Mais comment ne pas comprendre les préoccupations des syndicats médicaux ballottés entre LFSS 2023 et PPL Rist, au moment même où se négocie la convention médicale ? Nous apporterons au cours des prochaines semaines notre contribution sur le sujet des conventions passées par l’Assurance maladie mais reconnaissons d’ores-et-déjà l’importance de préserver cet espace de négociation et de mieux articuler les initiatives des pouvoirs publics : au gouvernement de fixer la stratégie en matière d’organisation des soins et le cap, à l’Assurance maladie de décliner ceci dans le champ conventionnel en termes de tarifs, d’outils et de règles. Jouer la partition de l’accessibilité aux soins sur deux scènes différentes n’est ni vraiment cohérent, ni opératoire.

Rien à gagner de la confusion des rôles

La PPL "Bien vieillir" répond à un autre objectif : corriger les carences des pouvoirs publics sur le sujet de la prise en charge du grand âge par le biais d’une initiative parlementaire. Nous nous sommes très souvent exprimés sur les contours de la loi grand âge que nous appelons de nos vœux. On comprend que les parlementaires aient le souhait de "cranter" quelques moyens complémentaires et de réaffirmer les droits des usagers des Ehpad à cette occasion.
La PPL en question n’est donc pas une initiative malvenue mais le gouvernement ne saurait se ranger derrière cette seule initiative pour s’exonérer de ses responsabilités au moment d’aborder cette transition démographique cruciale pour notre système de prise en charge et la vie dans la cité. Comme nous l’avons dit très souvent, il nous faut outiller sérieusement la prévention de la perte d’autonomie, refondre les prestations et les rendre plus équitables, rebâtir la programmation d’une offre nécessairement diversifiée, revoir la gouvernance financière État-départements, apporter des moyens nouveaux, à travers la 5e branche et au-delà de celle-ci. Une vraie et belle ambition à construire. Une PPL ne saurait porter seule un tel projet.

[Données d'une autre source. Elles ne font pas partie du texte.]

//! Test utilities shared across the crate.
//!
//! This module is only compiled during tests (`#[cfg(test)]`).

use std::collections::{HashMap, HashSet};
use std::sync::atomic::{AtomicU64, AtomicUsize, Ordering};
use std::sync::{Mutex, MutexGuard};
use std::time::Duration;

use async_trait::async_trait;
use chrono::Utc;
use uuid::Uuid;

use crate::backend::{
    AuthService, AuthSession, AuthUser, BackendError, ChangeEvent, ChangeFeed, ChatStore,
    ConversationSummary, FeedFilter, FeedSink, Message, NewMessage, Profile, ProfileUpdate,
    SignUpOutcome, SignUpProfile, SubscriptionHandle,
};
use crate::core::route::Route;
use crate::core::state::App;
use crate::inference::{GenerationProvider, ProviderError};

/// Creates a test App that starts on the chat screen.
pub fn test_app() -> App {
    App::new(
        Route::Chat,
        Duration::from_secs(4),
        Duration::from_millis(1000),
    )
}

/// A live session for a fresh user, valid for an hour.
pub fn test_session() -> AuthSession {
    AuthSession {
        access_token: "access-token".to_string(),
        refresh_token: "refresh-token".to_string(),
        expires_at: Utc::now().timestamp() + 3600,
        user: AuthUser {
            id: Uuid::new_v4(),
            email: Some("ann@example.com".to_string()),
        },
    }
}

pub fn test_profile(id: Uuid, username: &str) -> Profile {
    Profile {
        id,
        username: username.to_string(),
        full_name: None,
        avatar_url: None,
        status: None,
    }
}

// ============================================================================
// ChatStore
// ============================================================================

#[derive(Default)]
struct StoreState {
    /// Conversation id → participants, in insertion order.
    conversations: HashMap<Uuid, Vec<Uuid>>,
    messages: Vec<Message>,
    profiles: Vec<Profile>,
    failing: HashSet<String>,
    calls: usize,
    token: Option<String>,
    /// Bearer token the tables answer 401 to.
    rejected_token: Option<String>,
}

/// In-memory chat tables.
#[derive(Default)]
pub struct FakeStore {
    state: Mutex<StoreState>,
}

impl FakeStore {
    pub fn new() -> Self {
        Self::default()
    }

    fn lock(&self) -> MutexGuard<'_, StoreState> {
        self.state.lock().unwrap()
    }

    /// Counts the call and fails it if `fail_next(op)` was armed.
    fn enter(&self, op: &str) -> Result<MutexGuard<'_, StoreState>, BackendError> {
        let mut state = self.lock();
        state.calls += 1;
        if state.token.is_some() && state.token == state.rejected_token {
            return Err(BackendError::Auth("JWT expired".to_string()));
        }
        if state.failing.remove(op) {
            return Err(BackendError::Api {
                status: 500,
                message: format!("{op} failed"),
            });
        }
        Ok(state)
    }

    pub fn seed_conversation(&self, members: &[Uuid]) -> Uuid {
        let id = Uuid::new_v4();
        self.lock().conversations.insert(id, members.to_vec());
        id
    }

    pub fn seed_profile(&self, profile: Profile) {
        self.lock().profiles.push(profile);
    }

    pub fn conversation_count(&self) -> usize {
        self.lock().conversations.len()
    }

    pub fn participants_of(&self, id: Uuid) -> Vec<Uuid> {
        self.lock().conversations.get(&id).cloned().unwrap_or_default()
    }

    pub fn messages_in(&self, id: Uuid) -> Vec<Message> {
        self.lock()
            .messages
            .iter()
            .filter(|m| m.conversation_id == id)
            .cloned()
            .collect()
    }

    /// Makes the next call to `op` fail with HTTP 500.
    pub fn fail_next(&self, op: &str) {
        self.lock().failing.insert(op.to_string());
    }

    /// Answers every call made with `token` with 401.
    pub fn reject_token(&self, token: &str) {
        self.lock().rejected_token = Some(token.to_string());
    }

    pub fn calls(&self) -> usize {
        self.lock().calls
    }

    pub fn token(&self) -> Option<String> {
        self.lock().token.clone()
    }
}

#[async_trait]
impl ChatStore for FakeStore {
    fn set_access_token(&self, token: Option<String>) {
        self.lock().token = token;
    }

    async fn fetch_profile(&self, user_id: Uuid) -> Result<Profile, BackendError> {
        let state = self.enter("fetch_profile")?;
        state
            .profiles
            .iter()
            .find(|p| p.id == user_id)
            .cloned()
            .ok_or_else(|| BackendError::NotFound(format!("profile {user_id}")))
    }

    async fn update_profile(
        &self,
        user_id: Uuid,
        update: &ProfileUpdate,
    ) -> Result<(), BackendError> {
        let mut state = self.enter("update_profile")?;
        let profile = state
            .profiles
            .iter_mut()
            .find(|p| p.id == user_id)
            .ok_or_else(|| BackendError::NotFound(format!("profile {user_id}")))?;
        profile.username = update.username.clone();
        profile.full_name = update.full_name.clone();
        Ok(())
    }

    async fn search_profiles(
        &self,
        query: &str,
        exclude: Uuid,
        limit: usize,
    ) -> Result<Vec<Profile>, BackendError> {
        let state = self.enter("search_profiles")?;
        let needle = query.to_lowercase();
        Ok(state
            .profiles
            .iter()
            .filter(|p| p.id != exclude && p.username.to_lowercase().contains(&needle))
            .take(limit)
            .cloned()
            .collect())
    }

    async fn list_conversations(
        &self,
        user_id: Uuid,
    ) -> Result<Vec<ConversationSummary>, BackendError> {
        let state = self.enter("list_conversations")?;
        Ok(state
            .conversations
            .iter()
            .filter(|(_, members)| members.contains(&user_id))
            .map(|(id, members)| {
                let last = state
                    .messages
                    .iter()
                    .filter(|m| m.conversation_id == *id)
                    .max_by_key(|m| m.created_at);
                let other_user = members
                    .iter()
                    .find(|m| **m != user_id)
                    .and_then(|other| state.profiles.iter().find(|p| p.id == *other))
                    .cloned();
                ConversationSummary {
                    id: *id,
                    last_message: last.map(|m| m.content.clone()),
                    last_message_at: last.map(|m| m.created_at),
                    updated_at: None,
                    other_user,
                }
            })
            .collect())
    }

    async fn find_shared_conversation(
        &self,
        a: Uuid,
        b: Uuid,
    ) -> Result<Option<Uuid>, BackendError> {
        let state = self.enter("find_shared_conversation")?;
        let mut shared: Vec<Uuid> = state
            .conversations
            .iter()
            .filter(|(_, members)| members.contains(&a) && members.contains(&b))
            .map(|(id, _)| *id)
            .collect();
        shared.sort();
        Ok(shared.first().copied())
    }

    async fn create_conversation(&self) -> Result<Uuid, BackendError> {
        let mut state = self.enter("create_conversation")?;
        let id = Uuid::new_v4();
        state.conversations.insert(id, Vec::new());
        Ok(id)
    }

    async fn add_participants(
        &self,
        conversation_id: Uuid,
        users: &[Uuid],
    ) -> Result<(), BackendError> {
        let mut state = self.enter("add_participants")?;
        let members = state
            .conversations
            .get_mut(&conversation_id)
            .ok_or_else(|| BackendError::NotFound(format!("conversation {conversation_id}")))?;
        members.extend_from_slice(users);
        Ok(())
    }

    async fn delete_conversation(&self, conversation_id: Uuid) -> Result<(), BackendError> {
        let mut state = self.enter("delete_conversation")?;
        if state.conversations.remove(&conversation_id).is_none() {
            return Err(BackendError::NotFound(format!(
                "conversation {conversation_id}"
            )));
        }
        state.messages.retain(|m| m.conversation_id != conversation_id);
        Ok(())
    }

    async fn clear_conversation(&self, conversation_id: Uuid) -> Result<(), BackendError> {
        let mut state = self.enter("clear_conversation")?;
        state.messages.retain(|m| m.conversation_id != conversation_id);
        Ok(())
    }

    async fn fetch_messages(&self, conversation_id: Uuid) -> Result<Vec<Message>, BackendError> {
        let state = self.enter("fetch_messages")?;
        let mut messages: Vec<Message> = state
            .messages
            .iter()
            .filter(|m| m.conversation_id == conversation_id)
            .cloned()
            .collect();
        messages.sort_by_key(|m| m.created_at);
        Ok(messages)
    }

    async fn send_message(&self, message: &NewMessage) -> Result<Message, BackendError> {
        let mut state = self.enter("send_message")?;
        let stored = Message {
            id: Uuid::new_v4(),
            content: message.content.clone(),
            user_id: message.user_id,
            conversation_id: message.conversation_id,
            created_at: Utc::now(),
            is_edited: false,
            updated_at: None,
        };
        state.messages.push(stored.clone());
        Ok(stored)
    }

    async fn edit_message(&self, id: Uuid, content: &str) -> Result<(), BackendError> {
        let mut state = self.enter("edit_message")?;
        let message = state
            .messages
            .iter_mut()
            .find(|m| m.id == id)
            .ok_or_else(|| BackendError::NotFound(format!("message {id}")))?;
        message.content = content.to_string();
        message.is_edited = true;
        message.updated_at = Some(Utc::now());
        Ok(())
    }
}

// ============================================================================
// AuthService
// ============================================================================

/// Accepts any password except `"wrong"`.
pub struct FakeAuth {
    session: AuthSession,
    fail_refresh: bool,
    revoked: bool,
    refreshes: AtomicUsize,
    sign_outs: AtomicUsize,
}

impl FakeAuth {
    pub fn new(session: AuthSession) -> Self {
        Self {
            session,
            fail_refresh: false,
            revoked: false,
            refreshes: AtomicUsize::new(0),
            sign_outs: AtomicUsize::new(0),
        }
    }

    pub fn failing_refresh(mut self) -> Self {
        self.fail_refresh = true;
        self
    }

    /// The user no longer exists: `current_user` answers 401.
    pub fn revoked(mut self) -> Self {
        self.revoked = true;
        self
    }

    pub fn refreshes(&self) -> usize {
        self.refreshes.load(Ordering::SeqCst)
    }

    pub fn sign_outs(&self) -> usize {
        self.sign_outs.load(Ordering::SeqCst)
    }
}

#[async_trait]
impl AuthService for FakeAuth {
    async fn sign_in(&self, _email: &str, password: &str) -> Result<AuthSession, BackendError> {
        if password == "wrong" {
            return Err(BackendError::Auth("Invalid login credentials".to_string()));
        }
        Ok(self.session.clone())
    }

    async fn sign_up(
        &self,
        _email: &str,
        _password: &str,
        _profile: &SignUpProfile,
    ) -> Result<SignUpOutcome, BackendError> {
        Ok(SignUpOutcome::ConfirmationRequired(self.session.user.clone()))
    }

    async fn sign_out(&self, _access_token: &str) -> Result<(), BackendError> {
        self.sign_outs.fetch_add(1, Ordering::SeqCst);
        Ok(())
    }

    async fn refresh(&self, _refresh_token: &str) -> Result<AuthSession, BackendError> {
        self.refreshes.fetch_add(1, Ordering::SeqCst);
        if self.fail_refresh {
            return Err(BackendError::Auth("Invalid Refresh Token".to_string()));
        }
        Ok(AuthSession {
            access_token: "refreshed-token".to_string(),
            expires_at: Utc::now().timestamp() + 3600,
            ..self.session.clone()
        })
    }

    async fn current_user(&self, _access_token: &str) -> Result<AuthUser, BackendError> {
        if self.revoked {
            return Err(BackendError::Auth("User not found".to_string()));
        }
        Ok(self.session.user.clone())
    }
}

// ============================================================================
// ChangeFeed
// ============================================================================

/// Subscriptions held in memory; `emit` pushes an event to every open one.
#[derive(Default)]
pub struct FakeFeed {
    next_id: AtomicU64,
    sinks: Mutex<HashMap<u64, (FeedFilter, FeedSink)>>,
    token: Mutex<Option<String>>,
}

impl FakeFeed {
    pub fn new() -> Self {
        Self::default()
    }

    pub fn active(&self) -> usize {
        self.sinks.lock().unwrap().len()
    }

    pub fn filters(&self) -> Vec<FeedFilter> {
        self.sinks
            .lock()
            .unwrap()
            .values()
            .map(|(filter, _)| filter.clone())
            .collect()
    }

    /// Returns how many subscriptions received the event.
    pub fn emit(&self, event: ChangeEvent) -> usize {
        self.sinks
            .lock()
            .unwrap()
            .values()
            .filter(|(_, sink)| sink.send(event.clone()).is_ok())
            .count()
    }

    pub fn token(&self) -> Option<String> {
        self.token.lock().unwrap().clone()
    }
}

#[async_trait]
impl ChangeFeed for FakeFeed {
    fn set_access_token(&self, token: Option<String>) {
        *self.token.lock().unwrap() = token;
    }

    async fn open(
        &self,
        filter: FeedFilter,
        sink: FeedSink,
    ) -> Result<SubscriptionHandle, BackendError> {
        let id = self.next_id.fetch_add(1, Ordering::SeqCst) + 1;
        let topic = format!("realtime:{}:{}:{}", filter.table, filter.value, id);
        self.sinks.lock().unwrap().insert(id, (filter, sink));
        Ok(SubscriptionHandle { id, topic })
    }

    async fn close(&self, handle: SubscriptionHandle) -> Result<(), BackendError> {
        self.sinks.lock().unwrap().remove(&handle.id);
        Ok(())
    }
}

// ============================================================================
// GenerationProvider
// ============================================================================

/// Answers every prompt with a fixed reply, or fails when it has none.
pub struct FakeProvider {
    reply: Option<String>,
    prompts: Mutex<Vec<String>>,
}

impl FakeProvider {
    pub fn replying(reply: &str) -> Self {
        Self {
            reply: Some(reply.to_string()),
            prompts: Mutex::new(Vec::new()),
        }
    }

    pub fn failing() -> Self {
        Self {
            reply: None,
            prompts: Mutex::new(Vec::new()),
        }
    }

    pub fn calls(&self) -> usize {
        self.prompts.lock().unwrap().len()
    }

    pub fn prompts(&self) -> Vec<String> {
        self.prompts.lock().unwrap().clone()
    }
}

#[async_trait]
impl GenerationProvider for FakeProvider {
    fn name(&self) -> &str {
        "fake"
    }

    async fn generate(&self, prompt: &str) -> Result<String, ProviderError> {
        self.prompts.lock().unwrap().push(prompt.to_string());
        match &self.reply {
            Some(reply) => Ok(reply.clone()),
            None => Err(ProviderError::Api {
                status: 503,
                message: "model overloaded".to_string(),
            }),
        }
    }
}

Il nous faut outiller sérieusement la prévention de la perte d’autonomie, refondre les prestations et les rendre plus équitables

​La PPL "Jomier" sur les ratios de soignants ouvre une autre question passionnante : faut-il créer une sorte de droit opposable en matière de prise en charge à l’hôpital et en Ehpad pour mettre sous tension/pression le système d’acteurs hospitaliers et sortir des accommodements avec la pénurie. Nul doute que ce type d’idée, ce type d’initiative a pour vertu de mettre en mouvement les acteurs : si le constat des taux de vacance des emplois dans les services et le risque de fermeture des services ne suffisaient pas, il est évident que la contrainte juridique poussera à l’action en matière de constitution et de maintien des ressources RH, ne serait-ce que pour éviter ce genre de dispositif. Il n’empêche qu’une telle évolution mérite un large débat et une étude d’impact sérieuse. Remplacera-t-on demain la T2A à la faveur d’une proposition de loi ?

​Redisons-le : les PPL peuvent porter des évolutions bienvenues… même si ce n’est pas toujours le cas et si le vote trans-partisan ne garantit rien en la matière.

​Notre préoccupation est avant tout de méthode : bien des sujets sous revue méritent une vraie concertation, des études préalables robustes, la définition d’une stratégie claire, dans certains cas une programmation financière pluriannuelle.

​Le Parlement a tout son rôle à jouer dans l’écoute des parties prenantes, l’évaluation des politiques, l’évolution des textes qui lui sont soumis et le contrôle de l’action du gouvernement mais on n’a rien à gagner de la confusion des rôles.